*Input material*.
┌────────

//! `Write` — the immutable unit ingested by the Buffer (spec.md §3.2, C1).
//!
//! A `Write` pairs an [`Action`] with a `(key, value, record)` triple and a
//! strictly monotonic `version`. Two writes are equal iff `(key, value,
//! record)` match — the action does not participate in equality or
//! hashing; [`Write::matches`] additionally requires action equality.

use std::sync::atomic::{AtomicI64, AtomicU32, Ordering as AtomicOrdering};
use std::time::{SystemTime, UNIX_EPOCH};

use crate::encoding::{Decode, Encode, EncodingError};
use crate::value::{Action, Identifier, Text, Value};

/// A single modification to a record: `(action, key, value, record,
/// version)` (spec.md §3.2).
#[derive(Debug, Clone)]
pub struct Write {
    pub action: Action,
    pub key: Text,
    pub value: Value,
    pub record: Identifier,
    pub version: i64,
}

impl Write {
    pub fn new(action: Action, key: Text, value: Value, record: Identifier, version: i64) -> Self {
        Self {
            action,
            key,
            value,
            record,
            version,
        }
    }

    /// `true` iff `(key, value, record)` match **and** the action matches.
    pub fn matches(&self, other: &Write) -> bool {
        self == other && self.action == other.action
    }

    /// Pre-computed size bound used by the buffer admission check
    /// (spec.md §4.1's `insert(write, sync)` step 2): the exact number of
    /// bytes `encode_to` will append.
    pub fn size(&self) -> usize {
        encode_to_vec(self).map(|b| b.len()).unwrap_or(usize::MAX)
    }
}

impl PartialEq for Write {
    fn eq(&self, other: &Self) -> bool {
        self.key == other.key && self.value == other.value && self.record == other.record
    }
}
impl Eq for Write {}

impl std::hash::Hash for Write {
    fn hash<H: std::hash::Hasher>(&self, state: &mut H) {
        self.key.hash(state);
        self.value.hash(state);
        self.record.hash(state);
    }
}

/// Encoding layout (spec.md §6.2, bit-exact):
/// `[keySize:i32][action:u8][version:i64][record:u64][key:bytes
/// keySize][value:(type:u8, payload:...)]`.
///
/// Note the key is *not* independently length-prefixed by `Text`'s own
/// `Encode` impl — its length is the `keySize` field, written once, ahead
/// of the action/version/record fields per the spec's exact field order.
impl Encode for Write {
    fn encode_to(&self, buf: &mut Vec<u8>) -> Result<(), EncodingError> {
        let key_bytes = self.key.as_str().as_bytes();
        let key_size = i32::try_from(key_bytes.len())
            .map_err(|_| EncodingError::LengthOverflow(format!("key length {}", key_bytes.len())))?;

        key_size.encode_to(buf)?;
        self.action.encode_to(buf)?;
        self.version.encode_to(buf)?;
        self.record.encode_to(buf)?;
        buf.extend_from_slice(key_bytes);
        self.value.encode_to(buf)?;
        Ok(())
    }
}

impl Decode for Write {
    fn decode_from(buf: &[u8]) -> Result<(Self, usize), EncodingError> {
        let (key_size, mut off) = i32::decode_from(buf)?;
        let key_size = usize::try_from(key_size).map_err(|_| {
            EncodingError::LengthOverflow(format!("negative key size {key_size}"))
        })?;

        let (action, n) = Action::decode_from(&buf[off..])?;
        off += n;
        let (version, n) = i64::decode_from(&buf[off..])?;
        off += n;
        let (record, n) = Identifier::decode_from(&buf[off..])?;
        off += n;

        if buf.len() < off + key_size {
            return Err(EncodingError::UnexpectedEof {
                needed: off + key_size,
                available: buf.len(),
            });
        }
        let key = Text::new(String::from_utf8(buf[off..off + key_size].to_vec())?);
        off += key_size;

        let (value, n) = Value::decode_from(&buf[off..])?;
        off += n;

        Ok((Write::new(action, key, value, record, version), off))
    }
}

fn encode_to_vec(w: &Write) -> Result<Vec<u8>, EncodingError> {
    crate::encoding::encode_to_vec(w)
}

// ------------------------------------------------------------------------------------------------
// VersionClock — nanosecond clock fused with a per-process sequence
// ------------------------------------------------------------------------------------------------

/// Generates strictly monotonic, globally unique commit versions by fusing
/// a nanosecond wall-clock reading with a per-process sequence counter
/// (spec.md §3.2). Guarantees monotonicity even when the wall clock does
/// not advance between two calls, or goes backwards.
#[derive(Debug)]
pub struct VersionClock {
    last: AtomicI64,
    seq: AtomicU32,
}

impl Default for VersionClock {
    fn default() -> Self {
        Self::new()
    }
}

impl VersionClock {
    pub fn new() -> Self {
        Self {
            last: AtomicI64::new(0),
            seq: AtomicU32::new(0),
        }
    }

    /// Produce the next strictly increasing version.
    pub fn next(&self) -> i64 {
        let now = SystemTime::now()
            .duration_since(UNIX_EPOCH)
            .map(|d| d.as_nanos() as i64)
            .unwrap_or(0);

        loop {
            let last = self.last.load(AtomicOrdering::Acquire);
            let candidate = now.max(last + 1);
            if self
                .last
                .compare_exchange(last, candidate, AtomicOrdering::AcqRel, AtomicOrdering::Acquire)
                .is_ok()
            {
                self.seq.fetch_add(1, AtomicOrdering::Relaxed);
                return candidate;
            }
        }
    }
}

└────────

*Exercise goal*. Please retype, with no changes, the lines that run from the first line of the entries to the line with "A single modification", both ends included.

*Response area*.
//! `Write` — the immutable unit ingested by the Buffer (spec.md §3.2, C1).
//!
//! A `Write` pairs an [`Action`] with a `(key, value, record)` triple and a
//! strictly monotonic `version`. Two writes are equal iff `(key, value,
//! record)` match — the action does not participate in equality or
//! hashing; [`Write::matches`] additionally requires action equality.

use std::sync::atomic::{AtomicI64, AtomicU32, Ordering as AtomicOrdering};
use std::time::{SystemTime, UNIX_EPOCH};

use crate::encoding::{Decode, Encode, EncodingError};
use crate::value::{Action, Identifier, Text, Value};

/// A single modification to a record: `(action, key, value, record,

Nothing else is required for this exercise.